More Deaths: As a shock value, many more people are dying suddenly during exercise — and this drives home that you can die while working out at the gym. It is time to look at the risks of intense physical activity. Dr. Pooja advises, It is better to consult your doctor before doing heavyweight exercise workouts!! She recommends that those with multiple co-morbidities should check first with their save boundaries of workouts and exercise duration.

Safe Exercise Practices from Dr. Rituja

Warm-Up and Cool-Down: Always include a warm-up in your workout as it will prepare the heart, and muscles for movement & circulation before activities, also cool-down is essential to keep recovery of these systems.

Hydration: Keep yourself well-hydrated, particularly during exercises.

Do Not Push Yourself: If you are just starting then do not overexert yourself([&] even if it is otherwise too as our body should be given time to adjust).

Symptoms: Warning signs that you should never ignore… chest pain, dizziness, or shortness of breath during any workouts in Toronto. If either of these happen, get medical attention immediately.

Edentulous Progress: Grow up the powerful degrees and perfect your training to conserve and stay away from needless force in front regarding one’s heart.

Rest: Give yourself ample time to rest and recover before heading back into the gym for another round.

Blood Pressure Control: Exercise increases blood pressure, but once done and at rest it should return to normal levels. Check the heart rate and do not exceed that you can have a check on your heart monitor. Some gym regulars may not even be aware of underlying heart issues, such as blocked arteries-a leading cause of sudden cardiac arrest.

Control Diabetes: Young onset diabetes raises the risk for heart disease. Engage in regular moderate physical activity and maintain a healthy weight.

Know Your Limits: Overestimating your body’s capabilities during vigorous exercises is a No-No! Work on endurance and power at a slow pace.

Work out only if you are healthy: Exercise under the “above neck rule”–fever, cough with phlegm and/or chest congestion, loose motions should be your cue to avoid working out. If you have a straight-up stuffy nose, light exercise is alright.

Conclusion

Exercise is a crucial cornerstone of living a heart-healthy lifestyle, but it’s important to exercise smartly in light of potential risks for the heart. Safe exercise practices and continuing heart-healthy habits will allow youth to optimize the benefit of both physical activity without unnecessarily compromising cardiovascular health.

Reading the FAQs

Q: Which factors contribute to hypertension in young adults?

A: Various causes of hypertension include a sedentary lifestyle, high-indulges processed food habits, stress smoking consumption uses drugs and family history as the reason.

Q: What is the safest way to start exercising?
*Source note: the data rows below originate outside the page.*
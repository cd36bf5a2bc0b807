pub mod clip_import;
pub mod clip_stats;
pub mod prediction;
pub mod roster;
pub mod tactics;
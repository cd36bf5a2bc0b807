use axum::{Router, routing::get};

use super::handlers::{api_health, health};
use crate::state::AppState;

pub fn routes() -> Router<AppState> {
    Router::new()
        .route("/health", get(health))
        .route("/api/health", get(api_health))
}
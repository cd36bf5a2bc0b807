pub mod wtt;
pub mod youtube;

pub use wtt::WttClient;
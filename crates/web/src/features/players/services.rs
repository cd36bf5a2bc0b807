use ingest::sources::wtt::models;
use storage::{Database, dto::ranking::WorldPlayer, repository::ranking::RankingRepository};

use crate::error::WebResult;

pub async fn world_players(db: &Database) -> WebResult<Vec<WorldPlayer>> {
    let snapshots = RankingRepository::new(db.pool()).list().await?;
    Ok(models::world_players(&snapshots))
}

pub async fn find_player(db: &Database, ittf_id: &str) -> WebResult<Option<WorldPlayer>> {
    let players = world_players(db).await?;
    Ok(players.into_iter().find(|p| p.ittf_id == ittf_id))
}
use std::time::Duration;

use chrono::Utc;
use reqwest::header::{ACCEPT, HeaderMap, HeaderValue, ORIGIN, REFERER};
use serde_json::Value;
use storage::models::RankingCategory;

use crate::error::Result;
use crate::traits::RankingSource;

const DEFAULT_BASE_URL: &str =
    "https://wtt-web-frontdoor-withoutcache-cqakg0andqf5hchn.a01.azurefd.net/ranking";
const SITE: &str = "https://www.worldtabletennis.com";

/// Reads the public ranking files behind worldtabletennis.com
pub struct WttClient {
    base_url: String,
    client: reqwest::Client,
}

impl WttClient {
    pub fn new() -> Result<Self> {
        let mut headers = HeaderMap::new();
        headers.insert(ACCEPT, HeaderValue::from_static("application/json"));
        headers.insert(ORIGIN, HeaderValue::from_static(SITE));
        headers.insert(REFERER, HeaderValue::from_static("https://www.worldtabletennis.com/"));

        let client = reqwest::Client::builder()
            .user_agent("Mozilla/5.0 (Macintosh; Intel Mac OS X 10_15_7)")
            .default_headers(headers)
            .timeout(Duration::from_secs(10))
            .build()?;

        Ok(Self {
            base_url: DEFAULT_BASE_URL.to_string(),
            client,
        })
    }

    pub fn with_base_url(mut self, base_url: impl Into<String>) -> Self {
        self.base_url = base_url.into();
        self
    }

    fn category_url(&self, category: RankingCategory) -> String {
        format!("{}/{}.json", self.base_url, category.as_str())
    }
}

#[async_trait::async_trait]
impl RankingSource for WttClient {
    async fn fetch(&self, category: RankingCategory) -> Result<Value> {
        let url = self.category_url(category);
        // Cache buster, the front door serves stale files otherwise
        let stamp = Utc::now().timestamp_millis().to_string();

        tracing::debug!("Fetching {} rankings from {}", category.as_str(), url);

        let response = self
            .client
            .get(&url)
            .query(&[("q", stamp.as_str())])
            .send()
            .await?
            .error_for_status()?;

        let payload = response.json::<Value>().await?;
        Ok(payload)
    }
}
use anyhow::Context;
use storage::Database;
use web::config::Config;
use web::scheduler;
use web::state::{AppState, Collaborators, Settings};

#[tokio::main]
async fn main() -> anyhow::Result<()> {
    dotenvy::dotenv().ok();

    tracing_subscriber::fmt()
        .with_env_filter(
            tracing_subscriber::EnvFilter::try_from_default_env().unwrap_or_else(|_| "info".into()),
        )
        .with_target(true)
        .with_file(true)
        .with_line_number(true)
        .init();

    tracing::info!("Starting table tennis companion API");

    let config = Config::from_env().context("Failed to load API configuration")?;
    tracing::info!("Configuration loaded ({} environment)", config.environment);

    tracing::info!("Connecting to database at: {}", config.database_url);
    let db = Database::new(&config.database_url)
        .await
        .context("Failed to initialize database")?;
    tracing::info!("Database connection established");

    tracing::info!("Running database migrations");
    db.run_migrations()
        .await
        .context("Failed to run migrations")?;
    tracing::info!("Database migrations completed successfully");

    for dir in [config.data_dir.clone(), config.upload_dir()] {
        tokio::fs::create_dir_all(&dir)
            .await
            .with_context(|| format!("Failed to create {}", dir.display()))?;
    }

    let collaborators = Collaborators::from_config(&config).context("Failed to build external clients")?;
    let state = AppState::new(db.clone(), collaborators, Settings::from_config(&config));

    if config.scheduler_enabled {
        tracing::info!(
            "Ranking refresh every {} hour(s)",
            config.update_interval.as_secs() / 3600
        );
        scheduler::spawn_ranking_refresher(state.rankings.clone(), db, config.update_interval);
    } else {
        tracing::info!("Ranking scheduler disabled, refreshing once at startup");
        scheduler::spawn_initial_refresh(state.rankings.clone(), db);
    }

    if config.allows_any_origin() {
        tracing::warn!("CORS allows any origin");
    }

    let app = web::build_app(state, &config.allowed_origins);

    let bind_address = format!("{}:{}", config.host, config.port);
    let listener = tokio::net::TcpListener::bind(&bind_address)
        .await
        .with_context(|| format!("Failed to bind {}", bind_address))?;

    tracing::info!("Starting server at http://{}", bind_address);
    tracing::info!("Swagger UI available at http://{}/swagger-ui/", bind_address);

    axum::serve(listener, app).await.context("Server error")?;

    Ok(())
}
A: Consult with your doctor before beginning any vigorous exercise, warm-up, and cool-down sessions will offer further protection, keep well hydrated while training but if you feel unwell or dizzy it is best to halt the session until symptoms improve. Increase only gradually how hard those workouts are conducted and ensure that rest periods for recovery must also be included in time spent exercising.
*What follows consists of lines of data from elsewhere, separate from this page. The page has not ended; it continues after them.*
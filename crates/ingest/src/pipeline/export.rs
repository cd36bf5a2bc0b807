use std::path::{Path, PathBuf};

use storage::dto::auto_train::ExportCounts;
use storage::models::{ActionLabel, ClipStatus, SourceType, TrainingClip};

use super::ClipLayout;
use crate::error::Result;

enum Source {
    Ready(PathBuf),
    Missing,
    Skip,
}

async fn exists(path: &Path) -> bool {
    tokio::fs::try_exists(path).await.unwrap_or(false)
}

/// Which file feeds the training folder. Processed clips use their cut
/// video; approved local clips fall back to the source file.
async fn source_for(clip: &TrainingClip, layout: &ClipLayout) -> Source {
    let cut = layout.video_path(&clip.clip_id);

    match clip.status {
        ClipStatus::Processed if exists(&cut).await => Source::Ready(cut),
        ClipStatus::Processed => Source::Missing,
        ClipStatus::Approved if exists(&cut).await => Source::Ready(cut),
        ClipStatus::Approved if clip.source_type == SourceType::Local => {
            let local = PathBuf::from(&clip.source_video);
            if exists(&local).await {
                Source::Ready(local)
            } else {
                Source::Missing
            }
        }
        ClipStatus::Approved => Source::Skip,
        ClipStatus::Pending | ClipStatus::Rejected => Source::Skip,
    }
}

/// Deletes copies left in other label folders by an earlier export.
async fn remove_stale(clip_id: &str, label: ActionLabel, training_dir: &Path) -> Result<()> {
    for other in ActionLabel::ALL.into_iter().filter(|l| *l != label) {
        let folder = training_dir.join(other.training_folder());

        let video = folder.join(format!("{}.mp4", clip_id));
        if exists(&video).await {
            tokio::fs::remove_file(&video).await?;
        }

        let skeleton_dir = folder.join(clip_id);
        if exists(&skeleton_dir).await {
            tokio::fs::remove_dir_all(&skeleton_dir).await?;
        }
    }
    Ok(())
}

async fn export_one(clip: &TrainingClip, video: &Path, training_dir: &Path) -> Result<()> {
    let folder = training_dir.join(clip.label.training_folder());
    tokio::fs::create_dir_all(&folder).await?;

    remove_stale(&clip.clip_id, clip.label, training_dir).await?;
    tokio::fs::copy(video, folder.join(format!("{}.mp4", clip.clip_id))).await?;

    if let Some(skeleton) = clip.skeleton_path.as_deref().map(Path::new)
        && exists(skeleton).await
    {
        let dir = folder.join(&clip.clip_id);
        tokio::fs::create_dir_all(&dir).await?;
        tokio::fs::copy(skeleton, dir.join("skeleton.json")).await?;
    }

    Ok(())
}

/// Copies exportable clips into `{training_dir}/{label}_input_movid`.
/// Pending and rejected clips are ignored; approved clips without a video
/// are counted as skipped.
pub async fn export_clips(clips: &[TrainingClip], layout: &ClipLayout, training_dir: &Path) -> ExportCounts {
    let mut counts = ExportCounts::default();

    for clip in clips {
        let video = match source_for(clip, layout).await {
            Source::Ready(path) => path,
            Source::Skip => {
                if clip.status == ClipStatus::Approved {
                    counts.skipped += 1;
                }
                continue;
            }
            Source::Missing => {
                tracing::warn!("No video found for clip {}", clip.clip_id);
                counts.errors += 1;
                continue;
            }
        };

        match export_one(clip, &video, training_dir).await {
            Ok(()) => counts.record(clip.label),
            Err(e) => {
                tracing::warn!("Failed to export clip {}: {}", clip.clip_id, e);
                counts.errors += 1;
            }
        }
    }

    tracing::info!(
        "Exported {} clips to {} ({} skipped, {} errors)",
        counts.exported(),
        training_dir.display(),
        counts.skipped,
        counts.errors
    );
    counts
}

#[cfg(test)]
mod tests {
    use super::*;

    fn clip(status: ClipStatus, source_type: SourceType, source: &str, label: ActionLabel) -> TrainingClip {
        let mut clip = TrainingClip::new(source, source_type, 0.0, 4.0, label, 0.9);
        clip.status = status;
        clip
    }

    fn processed(layout: &ClipLayout, label: ActionLabel) -> TrainingClip {
        let mut clip = clip(ClipStatus::Processed, SourceType::Youtube, "https://youtu.be/abc", label);
        let video = layout.video_path(&clip.clip_id);
        std::fs::create_dir_all(video.parent().unwrap()).unwrap();
        std::fs::write(&video, b"clip").unwrap();

        let skeleton = layout.skeleton_path(&clip.clip_id);
        std::fs::create_dir_all(skeleton.parent().unwrap()).unwrap();
        std::fs::write(&skeleton, b"{}").unwrap();
        clip.skeleton_path = Some(skeleton.to_string_lossy().into_owned());
        clip
    }

    fn count_files(dir: &Path) -> usize {
        walk(dir).len()
    }

    fn walk(dir: &Path) -> Vec<PathBuf> {
        let Ok(entries) = std::fs::read_dir(dir) else {
            return Vec::new();
        };
        entries
            .flatten()
            .flat_map(|e| {
                let path = e.path();
                if path.is_dir() { walk(&path) } else { vec![path] }
            })
            .collect()
    }

    #[tokio::test]
    async fn test_export_layout_and_counts() {
        let data = tempfile::tempdir().unwrap();
        let out = tempfile::tempdir().unwrap();
        let layout = ClipLayout::new(data.path());

        let local_file = data.path().join("rally.mp4");
        std::fs::write(&local_file, b"local").unwrap();

        let done = processed(&layout, ActionLabel::Good);
        let clips = vec![
            done.clone(),
            clip(ClipStatus::Approved, SourceType::Local, &local_file.to_string_lossy(), ActionLabel::Bad),
            clip(ClipStatus::Approved, SourceType::Youtube, "https://youtu.be/xyz", ActionLabel::Bad),
            clip(ClipStatus::Pending, SourceType::Youtube, "https://youtu.be/xyz", ActionLabel::Good),
            clip(ClipStatus::Approved, SourceType::Local, "/nowhere/missing.mp4", ActionLabel::Normal),
        ];

        let counts = export_clips(&clips, &layout, out.path()).await;

        assert_eq!(
            counts,
            ExportCounts {
                good: 1,
                normal: 0,
                bad: 1,
                skipped: 1,
                errors: 1,
            }
        );

        let good = out.path().join("good_input_movid");
        assert!(good.join(format!("{}.mp4", done.clip_id)).exists());
        assert!(good.join(&done.clip_id).join("skeleton.json").exists());
        assert!(out.path().join("bad_input_movid").join(format!("{}.mp4", clips[1].clip_id)).exists());
    }

    #[tokio::test]
    async fn test_export_is_idempotent() {
        let data = tempfile::tempdir().unwrap();
        let out = tempfile::tempdir().unwrap();
        let layout = ClipLayout::new(data.path());
        let clips = vec![processed(&layout, ActionLabel::Normal), processed(&layout, ActionLabel::Bad)];

        let first = export_clips(&clips, &layout, out.path()).await;
        let files = walk(out.path());
        let second = export_clips(&clips, &layout, out.path()).await;

        assert_eq!(first, second);
        let mut again = walk(out.path());
        let mut files = files;
        files.sort();
        again.sort();
        assert_eq!(files, again);
    }

    #[tokio::test]
    async fn test_relabel_leaves_single_copy() {
        let data = tempfile::tempdir().unwrap();
        let out = tempfile::tempdir().unwrap();
        let layout = ClipLayout::new(data.path());
        let mut clip = processed(&layout, ActionLabel::Bad);

        export_clips(std::slice::from_ref(&clip), &layout, out.path()).await;
        clip.label = ActionLabel::Good;
        export_clips(std::slice::from_ref(&clip), &layout, out.path()).await;

        assert_eq!(count_files(&out.path().join("bad_input_movid")), 0);
        assert_eq!(count_files(&out.path().join("good_input_movid")), 2);
    }
}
Q: Can we understand why it is so significant to monitor blood pressure during workouts?

A: Blood pressure may go up as you train, but should come back to normal after WARNING SIGNS Regular monitoring helps to prevent it from becoming too high and causing problems with your heart.

Q: What should I do if I experience symptoms like chest pain or dizziness during a workout?
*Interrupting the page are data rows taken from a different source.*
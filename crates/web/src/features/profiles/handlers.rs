use axum::{
    extract::State,
    response::{IntoResponse, Response},
};
use storage::{
    Database,
    dto::profile::{ProfileListQuery, ProfileListResponse, ProfileResponse, ProfileSearchQuery, ProfileSummary},
    models::PlayerProfile,
    repository::profile::ProfileRepository,
};

use crate::error::WebError;
use crate::extract::{Json, Path, Query};

fn list_response(profiles: Vec<PlayerProfile>) -> Response {
    let profiles: Vec<ProfileSummary> = profiles.into_iter().map(ProfileSummary::from).collect();

    Json(ProfileListResponse {
        success: true,
        total: profiles.len(),
        profiles,
    })
    .into_response()
}

#[utoipa::path(
    get,
    path = "/api/profiles",
    params(ProfileListQuery),
    responses(
        (status = 200, description = "Profiles, most recently updated first", body = ProfileListResponse)
    ),
    tag = "profiles"
)]
pub async fn list_profiles(
    State(db): State<Database>,
    Query(query): Query<ProfileListQuery>,
) -> Result<Response, WebError> {
    let profiles = ProfileRepository::new(db.pool()).list(query.limit).await?;
    Ok(list_response(profiles))
}

#[utoipa::path(
    get,
    path = "/api/profiles/search",
    params(ProfileSearchQuery),
    responses(
        (status = 200, description = "Profiles matching the query", body = ProfileListResponse),
        (status = 400, description = "Empty query")
    ),
    tag = "profiles"
)]
pub async fn search_profiles(
    State(db): State<Database>,
    Query(query): Query<ProfileSearchQuery>,
) -> Result<Response, WebError> {
    if query.q.trim().is_empty() {
        return Err(WebError::BadRequest("q is required".to_string()));
    }

    let profiles = ProfileRepository::new(db.pool()).search(query.q.trim()).await?;
    Ok(list_response(profiles))
}

#[utoipa::path(
    get,
    path = "/api/profiles/{name}",
    params(
        ("name" = String, Path, description = "Player name, any spelling")
    ),
    responses(
        (status = 200, description = "Full profile with match history", body = ProfileResponse),
        (status = 404, description = "No profile for this player")
    ),
    tag = "profiles"
)]
pub async fn get_profile(
    State(db): State<Database>,
    Path(name): Path<String>,
) -> Result<Response, WebError> {
    let profile = ProfileRepository::new(db.pool())
        .find_by_name(&name)
        .await?
        .ok_or_else(|| WebError::NotFound(format!("No profile for {}", name)))?;

    Ok(Json(ProfileResponse {
        success: true,
        profile,
    })
    .into_response())
}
A: Chest pain, dizziness, or near fainting are all symptoms you should seek advice for – stop exercising in these cases. If you show signs such as chest pain, dizziness or shortness of breath while exercising get medical help right away.

Q: Are there general exercise recommendations for training in a sick state?

A: Do not exercise if you have a fever, cough with phlegm, chest congestion, or loose motion. Some light movement is okay if your nose is blocked reliable.